Data extracts
- - - - - - -

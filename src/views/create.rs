use crate::api::ApiClient;
use crate::app::Route;
use crate::dto::{Service, Severity, Status};
use crate::state::CreateDraft;
use leptos::*;
use wasm_bindgen_futures::spawn_local;

#[component]
pub fn CreateIncident() -> impl IntoView {
    let api = store_value(expect_context::<ApiClient>());
    let route = expect_context::<RwSignal<Route>>();

    let draft = create_rw_signal(CreateDraft::default());
    let submitting = create_rw_signal(false);
    let notice = create_rw_signal(None::<String>);

    let submit = move || {
        // One creation request at a time; the button is also disabled while
        // a submission is outstanding.
        if submitting.get_untracked() {
            return;
        }
        submitting.set(true);
        notice.set(None);
        let body = draft.get_untracked().to_request();
        let api = api.get_value();
        spawn_local(async move {
            match api.create_incident(&body).await {
                Ok(_) => {
                    submitting.set(false);
                    draft.set(CreateDraft::default());
                    route.set(Route::List);
                }
                Err(e) => {
                    notice.set(Some(format!("Failed to create incident: {e}")));
                    submitting.set(false);
                }
            }
        });
    };

    view! {
      <div class="page create-page">
        <h1>"Create Incident"</h1>
        <div class="card">
          <div class="card-header">
            <h2>"Incident Tracker"</h2>
          </div>
          <div class="form">
            <h3>"Create New Incident"</h3>

            <Show when=move || notice.get().is_some() fallback=|| ()>
              <div class="notice">
                <span>{move || notice.get().unwrap_or_default()}</span>
                <button on:click=move |_| notice.set(None)>"Dismiss"</button>
              </div>
            </Show>

            <label>"Title"</label>
            <input
              type="text"
              placeholder="Issue Title..."
              prop:value=move || draft.with(|d| d.title.clone())
              on:input=move |ev| draft.update(|d| d.title = event_target_value(&ev))
            />

            <label>"Service"</label>
            <select
              prop:value=move || draft.with(|d| d.service.clone())
              on:change=move |ev| draft.update(|d| d.service = event_target_value(&ev))
            >
              <option value="">"Select Service"</option>
              <For
                each=move || Service::ALL
                key=|svc| *svc
                children=move |svc| view! {
                  <option value=svc.as_str()>{svc.as_str()}</option>
                }
              />
            </select>

            <label>"Severity"</label>
            <div class="row">
              <For
                each=move || Severity::ALL
                key=|sev| *sev
                children=move |sev| view! {
                  <label>
                    <input
                      type="radio"
                      name="severity"
                      prop:checked=move || draft.with(|d| d.severity == sev)
                      on:change=move |_| draft.update(|d| d.severity = sev)
                    />
                    <span>{sev.as_str()}</span>
                  </label>
                }
              />
            </div>

            <label>"Status"</label>
            <select
              prop:value=move || draft.with(|d| d.status.clone())
              on:change=move |ev| draft.update(|d| d.status = event_target_value(&ev))
            >
              <option value="">"Select Status"</option>
              <For
                each=move || Status::ALL
                key=|st| *st
                children=move |st| view! {
                  <option value=st.as_str()>{st.as_str()}</option>
                }
              />
            </select>

            <label>"Owner" <span class="optional">"Optional"</span></label>
            <input
              type="text"
              prop:value=move || draft.with(|d| d.owner.clone())
              on:input=move |ev| draft.update(|d| d.owner = event_target_value(&ev))
            />

            <label>"Summary"</label>
            <textarea
              placeholder="Describe the incident..."
              prop:value=move || draft.with(|d| d.summary.clone())
              on:input=move |ev| draft.update(|d| d.summary = event_target_value(&ev))
            />

            <div class="row">
              <button disabled=move || submitting.get() on:click=move |_| submit()>
                {move || if submitting.get() { "Creating..." } else { "Create Incident" }}
              </button>
              <button on:click=move |_| draft.set(CreateDraft::default())>"Cancel"</button>
            </div>
          </div>
        </div>
      </div>
    }
}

- - - - - - -

Aim of the exercise
Pick every line containing the word "ApiClient" out of the material, and copy those lines.

Answer to the problem
use crate::api::ApiClient;
    let api = store_value(expect_context::<ApiClient>());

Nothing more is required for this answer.